Еще не увидев ни одного кадра «Подвига разведчика», все мы уже отдавали свои симпатии, свои сердца герою Павла Кадочникова — такой человек просто не мог обмануть наши ожидания, не имел права.
В тесных залах кинотеатров, всегда переполненных, набитых битком, не было равнодушных зрителей. Глядя на экран, следя за сложной, полной опасностей работой нашего замечательного разведчика Федотова в тылу врага, мы вместе обмирали сердцем, вместе цепенели от ужаса и вместе смеялись. Ощущение было поразительным, и, ей-богу, трудно сформулировать его, объяснить, как и почему.
Потом, много позже, когда я узнал, что одним из авторов сценария «Подвиг разведчика» был близкий знакомый моиx родителей писатель Константин Исаев, я никак не хотел верить, что все вообще можно было написать, придумать заранее — и удивительную легенду разведчика, якобы представляющего некую фирму по закупке русской щетины, то, как он здорово грассирует, как меняет свой облик, встречаясь с глупым Вилли Поммером, которого играл смешной Сергей Мартинсон, или с нашим подпольщиком, агрономом Лещуком, так правдиво и мудро изображенным Амвросием Бучмой: как он пьет в окружении врагов «за нашу Победу», как ловко подделывает ключи от сейфа, как выкрадывает прямо из штаба немецкого генерала Кюна. Да мало ли чего там еще было!

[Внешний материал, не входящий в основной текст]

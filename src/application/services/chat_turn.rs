use std::pin::Pin;
use std::sync::Arc;

use futures::stream::{Stream, StreamExt};
use tokio::sync::mpsc;

use crate::application::ports::{
    ChatModel, ChatModelError, ChatRequest, ConversationRepository, ModelOptions, SessionUser,
    StreamEvent,
};
use crate::domain::{
    CompletionResult, ConversationId, Message, MessageRole, ProjectId, StagedFileMetadata, UserId,
};

use super::{assemble, ContextAggregator, ContextError, SYSTEM_INSTRUCTION};

const TITLE_MAX_CHARS: usize = 50;
const TITLE_MIN_MESSAGE_CHARS: usize = 5;

/// One validated chat turn, ready to run.
pub struct TurnRequest {
    pub conversation_id: ConversationId,
    pub project_id: ProjectId,
    pub caller: SessionUser,
    /// Conversation history as sent by the client, ending in the caller's
    /// latest user message.
    pub history: Vec<Message>,
    pub staged_files: Vec<StagedFileMetadata>,
}

#[derive(Debug, thiserror::Error)]
pub enum TurnError {
    #[error("message history must end in a user message")]
    EmptyHistory,
    #[error("user is not a member of the project")]
    NotProjectMember,
    #[error("context lookup failed: {0}")]
    Context(String),
    #[error(transparent)]
    Model(#[from] ChatModelError),
}

pub type TurnTokenStream =
    Pin<Box<dyn Stream<Item = Result<String, ChatModelError>> + Send + 'static>>;

/// Sequences one chat turn: context gathering, prompt assembly, model
/// streaming, and the deferred persistence that follows a completed stream.
pub struct ChatTurnService {
    conversations: Arc<dyn ConversationRepository>,
    aggregator: ContextAggregator,
    model: Arc<dyn ChatModel>,
    options: ModelOptions,
}

impl ChatTurnService {
    pub fn new(
        conversations: Arc<dyn ConversationRepository>,
        aggregator: ContextAggregator,
        model: Arc<dyn ChatModel>,
        options: ModelOptions,
    ) -> Self {
        Self {
            conversations,
            aggregator,
            model,
            options,
        }
    }

    /// Runs the turn and returns the token stream for the client. The model
    /// stream is driven by a spawned task, so a client disconnect neither
    /// cancels the in-flight completion nor drops the post-stream
    /// persistence work.
    #[tracing::instrument(
        skip(self, request),
        fields(
            conversation_id = %request.conversation_id.as_uuid(),
            project_id = %request.project_id.as_uuid()
        )
    )]
    pub async fn run(&self, request: TurnRequest) -> Result<TurnTokenStream, TurnError> {
        let user_message = request
            .history
            .last()
            .cloned()
            .ok_or(TurnError::EmptyHistory)?;

        tracing::debug!("Gathering turn context");
        let bundle = self
            .aggregator
            .gather(
                request.project_id,
                &request.caller,
                request.conversation_id,
                &request.staged_files,
                &user_message.content,
            )
            .await
            .map_err(|e| match e {
                ContextError::NotAMember => TurnError::NotProjectMember,
                ContextError::Directory(d) => TurnError::Context(d.to_string()),
            })?;

        // Persist the raw user message without blocking the turn; a failure
        // here is logged and invisible to the response path. Runs only for
        // authorized turns, so a rejected caller leaves no trace.
        self.spawn_user_message_persist(request.conversation_id, user_message.clone());

        let first_turn = request
            .history
            .iter()
            .filter(|m| m.role == MessageRole::User)
            .count()
            == 1;
        let first_message = user_message.content.clone();

        let messages = assemble(
            request.conversation_id,
            &request.caller,
            &bundle,
            request.history,
        );
        tracing::debug!(message_count = messages.len(), "Prompt assembled");

        let model_stream = self
            .model
            .stream_chat(ChatRequest {
                messages,
                system_instruction: SYSTEM_INSTRUCTION.to_string(),
                options: self.options.clone(),
            })
            .await?;
        tracing::debug!("Streaming model response");

        let (tx, mut rx) = mpsc::channel::<Result<String, ChatModelError>>(32);
        let conversations = Arc::clone(&self.conversations);
        let model = Arc::clone(&self.model);
        let options = self.options.clone();
        let conversation_id = request.conversation_id;
        let owner = request.caller.user_id;

        tokio::spawn(async move {
            let mut model_stream = model_stream;
            let mut completion: Option<CompletionResult> = None;

            while let Some(event) = model_stream.next().await {
                match event {
                    Ok(StreamEvent::Token(token)) => {
                        // A closed receiver means the client went away; keep
                        // draining so the completion still lands server-side.
                        let _ = tx.send(Ok(token)).await;
                    }
                    Ok(StreamEvent::Done(result)) => {
                        completion = Some(result);
                    }
                    Err(e) => {
                        tracing::error!(error = %e, "Model stream error");
                        let _ = tx.send(Err(e)).await;
                        return;
                    }
                }
            }
            drop(tx);

            if let Some(result) = completion {
                finalize_turn(
                    conversations,
                    model,
                    options,
                    conversation_id,
                    owner,
                    first_turn,
                    first_message,
                    result,
                )
                .await;
            }
        });

        Ok(Box::pin(async_stream::stream! {
            while let Some(item) = rx.recv().await {
                yield item;
            }
        }))
    }

    fn spawn_user_message_persist(&self, conversation_id: ConversationId, message: Message) {
        let conversations = Arc::clone(&self.conversations);
        tokio::spawn(async move {
            if let Err(e) = conversations
                .append_messages(conversation_id, &[message])
                .await
            {
                tracing::warn!(
                    error = %e,
                    conversation_id = %conversation_id.as_uuid(),
                    "Failed to persist user message"
                );
            }
        });
    }
}

/// Post-stream side effects, run exactly once after a naturally finished
/// stream. The client response has already committed by now, so failures
/// are logged and nothing is surfaced or retried.
#[allow(clippy::too_many_arguments)]
async fn finalize_turn(
    conversations: Arc<dyn ConversationRepository>,
    model: Arc<dyn ChatModel>,
    options: ModelOptions,
    conversation_id: ConversationId,
    owner: UserId,
    first_turn: bool,
    first_message: String,
    result: CompletionResult,
) {
    tracing::debug!(
        conversation_id = %conversation_id.as_uuid(),
        finish_reason = result.finish_reason.as_str(),
        total_tokens = result.usage.total_tokens,
        "Turn completed"
    );

    let assistant = Message::new(MessageRole::Assistant, result.text);
    if let Err(e) = conversations
        .append_messages(conversation_id, &[assistant])
        .await
    {
        tracing::warn!(
            error = %e,
            conversation_id = %conversation_id.as_uuid(),
            "Failed to persist assistant message"
        );
    }

    if !first_turn || !should_generate_title(&first_message) {
        return;
    }

    // Re-check against the store before generating: a concurrent turn may
    // have titled the conversation while we streamed.
    match conversations.fetch_for_owner(conversation_id, owner).await {
        Ok(Some(conversation)) if conversation.title.is_none() => {
            match model.generate_title(&first_message, &options).await {
                Ok(raw) => {
                    let title = normalize_title(&raw);
                    if title.is_empty() {
                        return;
                    }
                    match conversations
                        .set_title_if_absent(conversation_id, &title)
                        .await
                    {
                        Ok(true) => {
                            tracing::info!(
                                conversation_id = %conversation_id.as_uuid(),
                                title = %title,
                                "Conversation title assigned"
                            );
                        }
                        Ok(false) => {}
                        Err(e) => {
                            tracing::warn!(error = %e, "Failed to persist conversation title");
                        }
                    }
                }
                Err(e) => {
                    tracing::warn!(error = %e, "Title generation failed");
                }
            }
        }
        Ok(_) => {}
        Err(e) => {
            tracing::warn!(error = %e, "Title re-check failed");
        }
    }
}

/// Trivial openers don't deserve a model round trip.
pub fn should_generate_title(first_message: &str) -> bool {
    let trimmed = first_message.trim();
    if trimmed.chars().count() < TITLE_MIN_MESSAGE_CHARS {
        return false;
    }
    !matches!(trimmed.to_lowercase().as_str(), "hi" | "hello")
}

/// Strips the quoting models like to add and caps the length.
pub fn normalize_title(raw: &str) -> String {
    let trimmed = raw
        .trim()
        .trim_matches(|c| c == '"' || c == '\'')
        .trim()
        .to_string();
    if trimmed.chars().count() <= TITLE_MAX_CHARS {
        return trimmed;
    }
    trimmed.chars().take(TITLE_MAX_CHARS).collect()
}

Потом, еще позже, когда я познакомился с Борисом Васильевичем Барнетом, я и на него смотрел не как на режиссера великой «Окраины», даже не как на постановщика «Подвига разведчика» — я видел генерала Кюна, которого он играл. Только его.
Я никак не мог, да и не хотел разрушать сомнениями одну из самых дорогих киносказок моего детства.
И вот недавно я обнаружил «Подвиг разведчика» в одном из московских кинотеатров. Трепеща от волнения, я ехал через весь город с сыном, чтобы и он тоже мог приобщиться, увидеть, обрадоваться. Почувствовать, как это было на самом деле в нашем детстве, прикоснуться к нему.
«Подвиг разведчика» разочаровал сына. За его спиной были уже и «Баллада о солдате», и «Белое солнце пустыни», «Не горюй!» и «Пацаны». Были Чухрай, Михалков, Феллини и Жан-Поль Бельмондо...
Наши годы никак не могли, да и не хотели совпадать. Увы, это я вам говорю «как разведчик разведчику»...
За окном голые заснеженные деревья, оживленная, запруженная людьми улица. На дворе другое время жизни. И мне почему-то боязно распахнуть створки, крикнуть этим прохожим, спросить у них, как бывало когда-то: «У вас продается славянский шкаф?»
Я представляю недоумение, испуг, раздражение на лицах. Представляю, как, вскинув на меня глаза, какой-нибудь молодой человек красноречиво покрутит у своего виска пальцем. А может, все-таки промелькнет улыбка, зажгутся давними воспоминаниями чьи-то глаза, остановится и вздрогнет кто-нибудь из моих сверстников, застигнутый врасплох зовом безвозвратно ушедшего детства.
«Шкаф уже продан»...
Марьямов А. «Шкаф уже продан...» // Советский экран. 1987. № 9.